### Given data
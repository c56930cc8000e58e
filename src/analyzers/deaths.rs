//! Deaths: counts per-player deaths per pull, with an optional filter
//! on a specific killing ability ("Oblivion") that only counts the
//! death if a flagged precursor debuff landed on the player recently
//! enough to call it avoidable.

use super::{empty_row, events_by_pull, AnalyzerResult, MetricValue, PlayerResult};
use crate::error::Result;
use crate::models::{EventType, ReportSnapshot};
use std::collections::BTreeMap;

const OBLIVION_ABILITY: &str = "Oblivion";
const DEFAULT_RECENT_WINDOW_MS: i64 = 8_000;
const DEFAULT_FLAGGED_ABILITIES: [&str; 3] = ["Airborne", "Fists of the Voidlord", "Devour"];

#[derive(Debug, Clone, Copy, PartialEq, Eq)]
pub enum ObliviionFilter {
    IncludeAll,
    ExcludeWithoutRecent,
    ExcludeAll,
}

#[derive(Debug, Clone)]
pub struct DeathsConfig {
    pub oblivion_filter: ObliviionFilter,
    pub recent_window_ms: Option<i64>,
    pub flagged_abilities: Option<Vec<String>>,
}

impl Default for DeathsConfig {
    fn default() -> Self {
        Self {
            oblivion_filter: ObliviionFilter::IncludeAll,
            recent_window_ms: None,
            flagged_abilities: None,
        }
    }
}

pub fn analyze(snapshot: &ReportSnapshot, config: &DeathsConfig) -> Result<AnalyzerResult> {
    let pull_count = snapshot.pull_count();
    let recent_window = config.recent_window_ms.unwrap_or(DEFAULT_RECENT_WINDOW_MS);
    let flagged: Vec<String> = config
        .flagged_abilities
        .clone()
        .unwrap_or_else(|| DEFAULT_FLAGGED_ABILITIES.iter().map(|s| s.to_string()).collect());

    let mut totals: BTreeMap<i64, u64> = BTreeMap::new();

    for (_, events) in events_by_pull(snapshot) {
        for (i, event) in events.iter().enumerate() {
            if event.event_type != EventType::Death {
                continue;
            }

            let is_oblivion = event.ability_name.as_deref() == Some(OBLIVION_ABILITY);
            if is_oblivion {
                match config.oblivion_filter {
                    ObliviionFilter::ExcludeAll => continue,
                    ObliviionFilter::ExcludeWithoutRecent => {
                        let has_recent_flag = events[..i].iter().any(|prior| {
                            prior.target_id == event.target_id
                                && event.timestamp_ms - prior.timestamp_ms <= recent_window
                                && prior
                                    .ability_name
                                    .as_deref()
                                    .map(|name| flagged.iter().any(|f| f == name))
                                    .unwrap_or(false)
                        });
                        if !has_recent_flag {
                            continue;
                        }
                    }
                    ObliviionFilter::IncludeAll => {}
                }
            }

            *totals.entry(event.target_id).or_insert(0) += 1;
        }
    }

    let mut entries: Vec<PlayerResult> = totals
        .into_iter()
        .map(|(actor_id, deaths)| {
            let actor = snapshot.actor(actor_id);
            let mut row = empty_row(actor_id, actor.name, actor.role);
            row.metrics.insert(
                "deaths".to_string(),
                MetricValue::from_total(deaths as f64, pull_count),
            );
            row
        })
        .collect();
    entries.sort_by_key(|e| e.actor_id);

    Ok(AnalyzerResult {
        pull_count,
        entries,
        ghost_events: vec![],
    }
    .sorted_by_role())
}

#[cfg(test)]
mod tests {
    use super::*;
    use crate::models::{Actor, ActorType, Event, Fight, Role};
    use std::collections::BTreeMap as Map;

    fn player(id: i64, name: &str) -> Actor {
        Actor {
            id,
            name: name.to_string(),
            actor_type: ActorType::Player,
            sub_type: "Rogue".into(),
            role: Role::Melee,
        }
    }

    fn debuff(ts: i64, target: i64, ability: &str) -> Event {
        Event {
            timestamp_ms: ts,
            event_type: EventType::Applydebuff,
            source_id: 999,
            target_id: target,
            ability_id: None,
            ability_name: Some(ability.to_string()),
            amount: 0,
            mitigated: 0,
            overkill: 0,
            hit_type: None,
            extra: Map::new(),
            fight_id: Some(1),
            pull_index: Some(1),
            phase_id: Some(1),
            offset_from_pull_start_ms: Some(ts),
            sequence: 0,
        }
    }

    fn death(ts: i64, target: i64) -> Event {
        let mut event = debuff(ts, target, OBLIVION_ABILITY);
        event.event_type = EventType::Death;
        event
    }

    fn fight() -> Fight {
        Fight {
            id: 1,
            name: "Dimensius".into(),
            boss_id: Some(2),
            start_ms: 0,
            end_ms: 200_000,
            kill: false,
            phase_transitions: vec![],
        }
    }

    #[test]
    fn s4_exclude_without_recent_filters_unflagged_oblivion_deaths() {
        let mut actors = Map::new();
        actors.insert(10, player(10, "PlayerX"));
        actors.insert(11, player(11, "PlayerY"));

        let events = vec![
            debuff(95_000, 10, "Devour"),
            death(100_000, 10),
            death(100_000, 11),
        ];

        let snapshot = ReportSnapshot {
            report_codes: vec![],
            fights: vec![fight()],
            actors,
            events,
        };

        let config = DeathsConfig {
            oblivion_filter: ObliviionFilter::ExcludeWithoutRecent,
            recent_window_ms: Some(8_000),
            flagged_abilities: None,
        };

        let result = analyze(&snapshot, &config).unwrap();
        let names: Vec<&str> = result.entries.iter().map(|e| e.actor_name.as_str()).collect();
        assert!(names.contains(&"PlayerX"));
        assert!(!names.contains(&"PlayerY"));
    }

    #[test]
    fn exclude_all_drops_every_oblivion_death() {
        let mut actors = Map::new();
        actors.insert(10, player(10, "PlayerX"));
        let events = vec![death(100_000, 10)];
        let snapshot = ReportSnapshot {
            report_codes: vec![],
            fights: vec![fight()],
            actors,
            events,
        };
        let config = DeathsConfig {
            oblivion_filter: ObliviionFilter::ExcludeAll,
            ..Default::default()
        };
        let result = analyze(&snapshot, &config).unwrap();
        assert!(result.entries.is_empty());
    }

    #[test]
    fn non_oblivion_deaths_are_always_counted() {
        let mut actors = Map::new();
        actors.insert(10, player(10, "PlayerX"));
        let mut event = death(100_000, 10);
        event.ability_name = Some("Crushing Blow".to_string());
        let snapshot = ReportSnapshot {
            report_codes: vec![],
            fights: vec![fight()],
            actors,
            events: vec![event],
        };
        let config = DeathsConfig {
            oblivion_filter: ObliviionFilter::ExcludeAll,
            ..Default::default()
        };
        let result = analyze(&snapshot, &config).unwrap();
        assert_eq!(result.entries[0].metric("deaths").total, 1.0);
    }
}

### Required action
Line by line, transcribe the data exactly.

### Answer for the task
repository c56930cc8000e58e
filename src/analyzers/deaths.rs
//! Deaths: counts per-player deaths per pull, with an optional filter
//! on a specific killing ability ("Oblivion") that only counts the
//! death if a flagged precursor debuff landed on the player recently
//! enough to call it avoidable.

use super::{empty_row, events_by_pull, AnalyzerResult, MetricValue, PlayerResult};
use crate::error::Result;
use crate::models::{EventType, ReportSnapshot};
use std::collections::BTreeMap;

const OBLIVION_ABILITY: &str = "Oblivion";
const DEFAULT_RECENT_WINDOW_MS: i64 = 8_000;
const DEFAULT_FLAGGED_ABILITIES: [&str; 3] = ["Airborne", "Fists of the Voidlord", "Devour"];

#[derive(Debug, Clone, Copy, PartialEq, Eq)]
pub enum ObliviionFilter {
    IncludeAll,
    ExcludeWithoutRecent,
    ExcludeAll,
}

#[derive(Debug, Clone)]
pub struct DeathsConfig {
    pub oblivion_filter: ObliviionFilter,
    pub recent_window_ms: Option<i64>,
    pub flagged_abilities: Option<Vec<String>>,
}

impl Default for DeathsConfig {
    fn default() -> Self {
        Self {
            oblivion_filter: ObliviionFilter::IncludeAll,
            recent_window_ms: None,
            flagged_abilities: None,
        }
    }
}

pub fn analyze(snapshot: &ReportSnapshot, config: &DeathsConfig) -> Result<AnalyzerResult> {
    let pull_count = snapshot.pull_count();
    let recent_window = config.recent_window_ms.unwrap_or(DEFAULT_RECENT_WINDOW_MS);
    let flagged: Vec<String> = config
        .flagged_abilities
        .clone()
        .unwrap_or_else(|| DEFAULT_FLAGGED_ABILITIES.iter().map(|s| s.to_string()).collect());

    let mut totals: BTreeMap<i64, u64> = BTreeMap::new();

    for (_, events) in events_by_pull(snapshot) {
        for (i, event) in events.iter().enumerate() {
            if event.event_type != EventType::Death {
                continue;
            }

            let is_oblivion = event.ability_name.as_deref() == Some(OBLIVION_ABILITY);
            if is_oblivion {
                match config.oblivion_filter {
                    ObliviionFilter::ExcludeAll => continue,
                    ObliviionFilter::ExcludeWithoutRecent => {
                        let has_recent_flag = events[..i].iter().any(|prior| {
                            prior.target_id == event.target_id
                                && event.timestamp_ms - prior.timestamp_ms <= recent_window
                                && prior
                                    .ability_name
                                    .as_deref()
                                    .map(|name| flagged.iter().any(|f| f == name))
                                    .unwrap_or(false)
                        });
                        if !has_recent_flag {
                            continue;
                        }
                    }
                    ObliviionFilter::IncludeAll => {}
                }
            }

            *totals.entry(event.target_id).or_insert(0) += 1;
        }
    }

    let mut entries: Vec<PlayerResult> = totals
        .into_iter()
        .map(|(actor_id, deaths)| {
            let actor = snapshot.actor(actor_id);
            let mut row = empty_row(actor_id, actor.name, actor.role);
            row.metrics.insert(
                "deaths".to_string(),
                MetricValue::from_total(deaths as f64, pull_count),
            );
            row
        })
        .collect();
    entries.sort_by_key(|e| e.actor_id);

    Ok(AnalyzerResult {
        pull_count,
        entries,
        ghost_events: vec![],
    }
    .sorted_by_role())
}

#[cfg(test)]
mod tests {
    use super::*;
    use crate::models::{Actor, ActorType, Event, Fight, Role};
    use std::collections::BTreeMap as Map;

    fn player(id: i64, name: &str) -> Actor {
        Actor {
            id,
            name: name.to_string(),
            actor_type: ActorType::Player,
            sub_type: "Rogue".into(),
            role: Role::Melee,
        }
    }

    fn debuff(ts: i64, target: i64, ability: &str) -> Event {
        Event {
            timestamp_ms: ts,
            event_type: EventType::Applydebuff,
            source_id: 999,
            target_id: target,
            ability_id: None,
            ability_name: Some(ability.to_string()),
            amount: 0,
            mitigated: 0,
            overkill: 0,
            hit_type: None,
            extra: Map::new(),
            fight_id: Some(1),
            pull_index: Some(1),
            phase_id: Some(1),
            offset_from_pull_start_ms: Some(ts),
            sequence: 0,
        }
    }

    fn death(ts: i64, target: i64) -> Event {
        let mut event = debuff(ts, target, OBLIVION_ABILITY);
        event.event_type = EventType::Death;
        event
    }

    fn fight() -> Fight {
        Fight {
            id: 1,
            name: "Dimensius".into(),
            boss_id: Some(2),
            start_ms: 0,
            end_ms: 200_000,
            kill: false,
            phase_transitions: vec![],
        }
    }

    #[test]
    fn s4_exclude_without_recent_filters_unflagged_oblivion_deaths() {
        let mut actors = Map::new();
        actors.insert(10, player(10, "PlayerX"));
        actors.insert(11, player(11, "PlayerY"));

        let events = vec![
            debuff(95_000, 10, "Devour"),
            death(100_000, 10),
            death(100_000, 11),
        ];

        let snapshot = ReportSnapshot {
            report_codes: vec![],
            fights: vec![fight()],
            actors,
            events,
        };

        let config = DeathsConfig {
            oblivion_filter: ObliviionFilter::ExcludeWithoutRecent,
            recent_window_ms: Some(8_000),
            flagged_abilities: None,
        };

        let result = analyze(&snapshot, &config).unwrap();
        let names: Vec<&str> = result.entries.iter().map(|e| e.actor_name.as_str()).collect();
        assert!(names.contains(&"PlayerX"));
        assert!(!names.contains(&"PlayerY"));
    }

    #[test]
    fn exclude_all_drops_every_oblivion_death() {
        let mut actors = Map::new();
        actors.insert(10, player(10, "PlayerX"));
        let events = vec![death(100_000, 10)];
        let snapshot = ReportSnapshot {
            report_codes: vec![],
            fights: vec![fight()],
            actors,
            events,
        };
        let config = DeathsConfig {
            oblivion_filter: ObliviionFilter::ExcludeAll,
            ..Default::default()
        };
        let result = analyze(&snapshot, &config).unwrap();
        assert!(result.entries.is_empty());
    }

    #[test]
    fn non_oblivion_deaths_are_always_counted() {
        let mut actors = Map::new();
        actors.insert(10, player(10, "PlayerX"));
        let mut event = death(100_000, 10);
        event.ability_name = Some("Crushing Blow".to_string());
        let snapshot = ReportSnapshot {
            report_codes: vec![],
            fights: vec![fight()],
            actors,
            events: vec![event],
        };
        let config = DeathsConfig {
            oblivion_filter: ObliviionFilter::ExcludeAll,
            ..Default::default()
        };
        let result = analyze(&snapshot, &config).unwrap();
        assert_eq!(result.entries[0].metric("deaths").total, 1.0);
    }
}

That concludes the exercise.